Before pointing out the many ways in which this clumsy, trite and painfully strained comedy fails, it should be noted that director Andrew Currie is actually quite capable. Mile Zero and Fido were both effective, demonstrating that he has an aptitude for framing troubling drama and dark comedy. But The Steps, which is ostensibly a broad comedy of clashing worldviews (and outdated stereotypes), feels cheap and laboured; it's never funny and is often aggravating.
Obviously, from the opening sequence, we're in for a lesson in shifting priorities. Jeff and Marla are self-righteous losers that somehow feel superior to small town Canadians. Initially, their need to point out their big city origins seems sort of contrived — suggesting that the script was written by someone who's never actually been around a privileged, affluent socialite — but once the children of Sherry (Christine Lahti), their aging waitress-class-soon-to-be-mother-in-law, are introduced (the film takes place over a weekend at Ed's (Brolin) country abode with two family's meeting for the first time), it's clear that no one is going to portrayed with any sort of integrity or humanity.
Her redneck son David (Benjamin Arthur), who owns a paintball emporium and wears army fatigues, is married to Tammy (Kate Corbett), a generic, Tim Horton's-swilling soccer mom in training. She refers to Marla as "fancy" and "glamorous," which is obviously a bid for comedy — "look how exaggerated our depiction of small town trash is!" — but it never works. Similarly, Sherry's other son, Keith (Steven McCarthy), is a failed musician and recovering addict. His character breakdown is mainly expressionless gazes and perpetual sulking. Eventually, he indulges in some erratic behaviour, which never actually fits his character or the story, in order to progress things and build to a wholly contrived climax (involving highly coincidental pornography viewing habits).

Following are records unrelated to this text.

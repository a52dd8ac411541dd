//! # mower-sim
//!
//! A deterministic simulation core for grid-bound mowers on a bounded
//! rectangular lawn.
//!
//! The crate consumes raw input text (one lawn line, then a header line and
//! a programme line per mower) and produces the ordered list of final mower
//! states. File reading and configuration lookup stay with the caller, and
//! so does printing; the [`SimulationObserver`] seam lets a caller watch a
//! run without the core ever touching a logger.
//!
//! ```
//! use mower_sim::SimulationRunner;
//!
//! let input = "5 5\n1 2 N\nLFLFLFLFF\n3 3 E\nFFRFFRFRRF\n";
//! let finished = SimulationRunner::new().run(input).unwrap();
//!
//! let report: Vec<String> = finished.iter().map(ToString::to_string).collect();
//! assert_eq!(report, ["1 3 N", "5 1 E"]);
//! ```

pub mod error;
pub mod lawn;
pub mod mower;
pub mod runner;

pub use error::*;
pub use lawn::*;
pub use mower::*;
pub use runner::*;
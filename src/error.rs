//! Error types for lawn parsing and mower simulation.

use thiserror::Error;

/// Errors that abort a simulation run.
///
/// Parse failures and an out-of-bounds starting position are fatal to the
/// whole run: no partial result list is produced. Everything else the input
/// can contain (unknown instruction characters, unknown heading letters,
/// forward steps into the boundary) is absorbed locally and never surfaces
/// as an error.
#[derive(Debug, Clone, PartialEq, Eq, Error)]
pub enum SimulationError {
    /// The lawn line declared a negative bound.
    #[error("lawn bounds must be non-negative, got {width} {height}")]
    InvalidLawn {
        /// Parsed width, possibly negative.
        width: i32,
        /// Parsed height, possibly negative.
        height: i32,
    },

    /// The lawn line was not two whitespace-separated integers.
    #[error("line {line}: expected `<width> <height>`, got `{text}`")]
    MalformedLawn {
        /// 1-based line number in the input.
        line: usize,
        /// The offending line, trimmed.
        text: String,
    },

    /// A mower header was not `<x> <y> <heading-letter>`.
    #[error("line {line}: expected `<x> <y> <heading>`, got `{text}`")]
    MalformedMower {
        /// 1-based line number in the input.
        line: usize,
        /// The offending line, trimmed.
        text: String,
    },

    /// The input contained no lawn line at all.
    #[error("input is empty, expected a `<width> <height>` lawn line")]
    MissingLawn,

    /// A mower's starting position lies outside the lawn. Detected before
    /// any of its instructions are applied.
    #[error("mower starts at ({x}, {y}), outside the {width} x {height} lawn")]
    MowerOutOfBounds {
        /// Starting x coordinate.
        x: i32,
        /// Starting y coordinate.
        y: i32,
        /// The lawn's inclusive width.
        width: i32,
        /// The lawn's inclusive height.
        height: i32,
    },
}
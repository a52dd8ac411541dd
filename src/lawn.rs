//! The bounded rectangular surface mowers operate on.

use crate::error::SimulationError;
use glam::IVec2;

/// A rectangular lawn covering the grid points `(0, 0) ..= (width, height)`.
///
/// Both bounds are inclusive, so a `5 x 5` lawn has 36 legal positions and a
/// `0 x 0` lawn is the single point at the origin. The constructor is the
/// only way to obtain a `Lawn`, so a value with a negative bound cannot
/// exist.
#[derive(Clone, Copy, Debug, PartialEq, Eq)]
pub struct Lawn {
    width: i32,
    height: i32,
}

impl Lawn {
    /// Creates a lawn with the given inclusive bounds.
    ///
    /// Returns [`SimulationError::InvalidLawn`] if either bound is negative.
    pub fn new(width: i32, height: i32) -> Result<Lawn, SimulationError> {
        if width < 0 || height < 0 {
            return Err(SimulationError::InvalidLawn { width, height });
        }
        Ok(Lawn { width, height })
    }

    /// Inclusive upper bound on the x axis.
    pub fn width(&self) -> i32 {
        self.width
    }

    /// Inclusive upper bound on the y axis.
    pub fn height(&self) -> i32 {
        self.height
    }

    /// Whether `position` lies on the lawn. Both edges count as inside.
    pub fn contains(&self, position: IVec2) -> bool {
        (0..=self.width).contains(&position.x) && (0..=self.height).contains(&position.y)
    }
}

Outside of the fact that none of the gags ever work — Jeff perpetually rolls his eyes at night when he can hear Sherry and Ed fucking, and he's always patronizing David's lack of class — the actual story is often infuriating. Jeff spends almost the entire movie bitching and lashing out at people when David isn't behaving like an ADD-afflicted 13-year-old. While there's some truth in Jeff trying to determine that Sherry, an overly friendly, spandex-wearing cougar, is just after money, the unlikely way in which the issue is brought up and dealt with doesn't touch on any sort of human insight. Everything just sort of devolves into a bunch of yelling and unrealistic reactions, and since these people are all just broad stereotypes whose actions define their character, it's difficult to care about the outcome. At the end of it all, the only actor that's managed to salvage some sort of sincerity and heart in the appalling cliché written on the page is Lahti, whose heartfelt handling of a rather misogynistic third act plot twist is quite touching.
Unfortunately, The Steps is merely another example of why Canadian cinema has such a bad reputation. There's no subtlety, nuance or wit, and every gag is so over-the-top and mindless that it's hard not recoil from the screen as they unfold. When making a comedy about human behaviour and interaction, it might be a good idea to consider how humans actually behave and interact.